§ **EXERCISE**: Word for word, set down every line of the entries below from the line with "1. On overflow" to the line with "an independent counter", including both, and no other line.

SOURCE DATA START

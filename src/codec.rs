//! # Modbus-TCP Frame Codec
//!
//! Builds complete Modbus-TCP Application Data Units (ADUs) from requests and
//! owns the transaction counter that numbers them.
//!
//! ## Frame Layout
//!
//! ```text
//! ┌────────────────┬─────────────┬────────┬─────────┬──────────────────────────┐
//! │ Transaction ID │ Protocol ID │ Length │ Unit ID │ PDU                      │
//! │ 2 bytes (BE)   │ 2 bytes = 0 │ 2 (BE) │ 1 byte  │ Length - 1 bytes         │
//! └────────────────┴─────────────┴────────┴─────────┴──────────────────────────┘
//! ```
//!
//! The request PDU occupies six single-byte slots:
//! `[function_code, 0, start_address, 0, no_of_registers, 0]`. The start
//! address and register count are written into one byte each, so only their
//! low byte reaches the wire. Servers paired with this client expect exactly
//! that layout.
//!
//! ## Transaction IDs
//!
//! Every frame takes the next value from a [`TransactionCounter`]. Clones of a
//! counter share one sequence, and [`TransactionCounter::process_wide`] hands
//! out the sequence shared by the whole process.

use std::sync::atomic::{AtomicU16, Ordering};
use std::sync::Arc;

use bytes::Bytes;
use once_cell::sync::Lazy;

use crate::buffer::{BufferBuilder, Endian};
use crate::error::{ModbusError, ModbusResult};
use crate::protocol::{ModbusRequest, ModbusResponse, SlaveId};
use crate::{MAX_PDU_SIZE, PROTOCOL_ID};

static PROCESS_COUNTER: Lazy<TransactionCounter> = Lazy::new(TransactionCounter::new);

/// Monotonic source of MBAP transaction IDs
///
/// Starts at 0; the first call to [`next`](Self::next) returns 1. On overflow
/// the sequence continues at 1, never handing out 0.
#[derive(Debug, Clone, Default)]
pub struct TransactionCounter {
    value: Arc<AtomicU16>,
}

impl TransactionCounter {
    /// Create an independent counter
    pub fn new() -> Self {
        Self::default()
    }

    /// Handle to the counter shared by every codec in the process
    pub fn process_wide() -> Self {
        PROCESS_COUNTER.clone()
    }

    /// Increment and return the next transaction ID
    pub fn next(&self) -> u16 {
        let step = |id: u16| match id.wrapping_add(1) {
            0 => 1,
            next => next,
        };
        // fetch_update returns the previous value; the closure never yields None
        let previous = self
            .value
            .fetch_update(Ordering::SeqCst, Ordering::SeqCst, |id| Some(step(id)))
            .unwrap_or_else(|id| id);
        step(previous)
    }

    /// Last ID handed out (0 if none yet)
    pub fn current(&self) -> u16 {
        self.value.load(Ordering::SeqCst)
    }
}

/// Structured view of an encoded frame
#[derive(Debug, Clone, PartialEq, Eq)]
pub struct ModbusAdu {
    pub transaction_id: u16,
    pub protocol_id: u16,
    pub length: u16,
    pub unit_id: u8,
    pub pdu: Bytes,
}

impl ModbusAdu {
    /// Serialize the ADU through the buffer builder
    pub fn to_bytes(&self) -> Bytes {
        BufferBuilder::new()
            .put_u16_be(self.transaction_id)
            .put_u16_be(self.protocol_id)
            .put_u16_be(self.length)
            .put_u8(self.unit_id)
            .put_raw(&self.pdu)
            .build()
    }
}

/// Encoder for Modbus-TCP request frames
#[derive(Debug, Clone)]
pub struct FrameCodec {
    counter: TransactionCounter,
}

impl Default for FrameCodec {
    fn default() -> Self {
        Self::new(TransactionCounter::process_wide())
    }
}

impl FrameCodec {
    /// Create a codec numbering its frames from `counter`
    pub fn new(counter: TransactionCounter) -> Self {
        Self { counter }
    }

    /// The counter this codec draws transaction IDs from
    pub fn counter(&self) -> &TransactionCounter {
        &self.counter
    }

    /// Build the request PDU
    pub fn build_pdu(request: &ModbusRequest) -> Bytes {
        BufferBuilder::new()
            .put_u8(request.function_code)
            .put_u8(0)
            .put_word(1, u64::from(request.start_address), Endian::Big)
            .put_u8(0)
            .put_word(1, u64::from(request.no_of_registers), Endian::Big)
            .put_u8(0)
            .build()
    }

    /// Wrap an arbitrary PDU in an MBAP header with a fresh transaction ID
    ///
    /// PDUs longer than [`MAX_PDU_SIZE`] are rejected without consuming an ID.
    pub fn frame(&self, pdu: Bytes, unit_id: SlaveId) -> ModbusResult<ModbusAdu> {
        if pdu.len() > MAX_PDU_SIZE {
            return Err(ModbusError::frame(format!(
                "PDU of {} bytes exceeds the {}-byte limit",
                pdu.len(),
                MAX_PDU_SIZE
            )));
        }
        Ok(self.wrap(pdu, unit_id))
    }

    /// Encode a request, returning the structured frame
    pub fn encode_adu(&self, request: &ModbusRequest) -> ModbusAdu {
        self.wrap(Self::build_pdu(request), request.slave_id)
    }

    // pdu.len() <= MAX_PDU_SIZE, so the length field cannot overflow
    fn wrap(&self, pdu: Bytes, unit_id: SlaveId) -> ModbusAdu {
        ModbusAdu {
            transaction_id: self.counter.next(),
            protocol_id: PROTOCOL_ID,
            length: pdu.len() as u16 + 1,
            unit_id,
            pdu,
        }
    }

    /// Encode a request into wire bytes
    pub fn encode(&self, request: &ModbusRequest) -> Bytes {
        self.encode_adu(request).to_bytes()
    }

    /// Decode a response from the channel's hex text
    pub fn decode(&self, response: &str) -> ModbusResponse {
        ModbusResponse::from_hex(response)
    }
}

SOURCE DATA END

§ **SOLUTION TO THE EXERCISE**:
/// Starts at 0; the first call to [`next`](Self::next) returns 1. On overflow
/// the sequence continues at 1, never handing out 0.
#[derive(Debug, Clone, Default)]
pub struct TransactionCounter {
    value: Arc<AtomicU16>,
}

impl TransactionCounter {
    /// Create an independent counter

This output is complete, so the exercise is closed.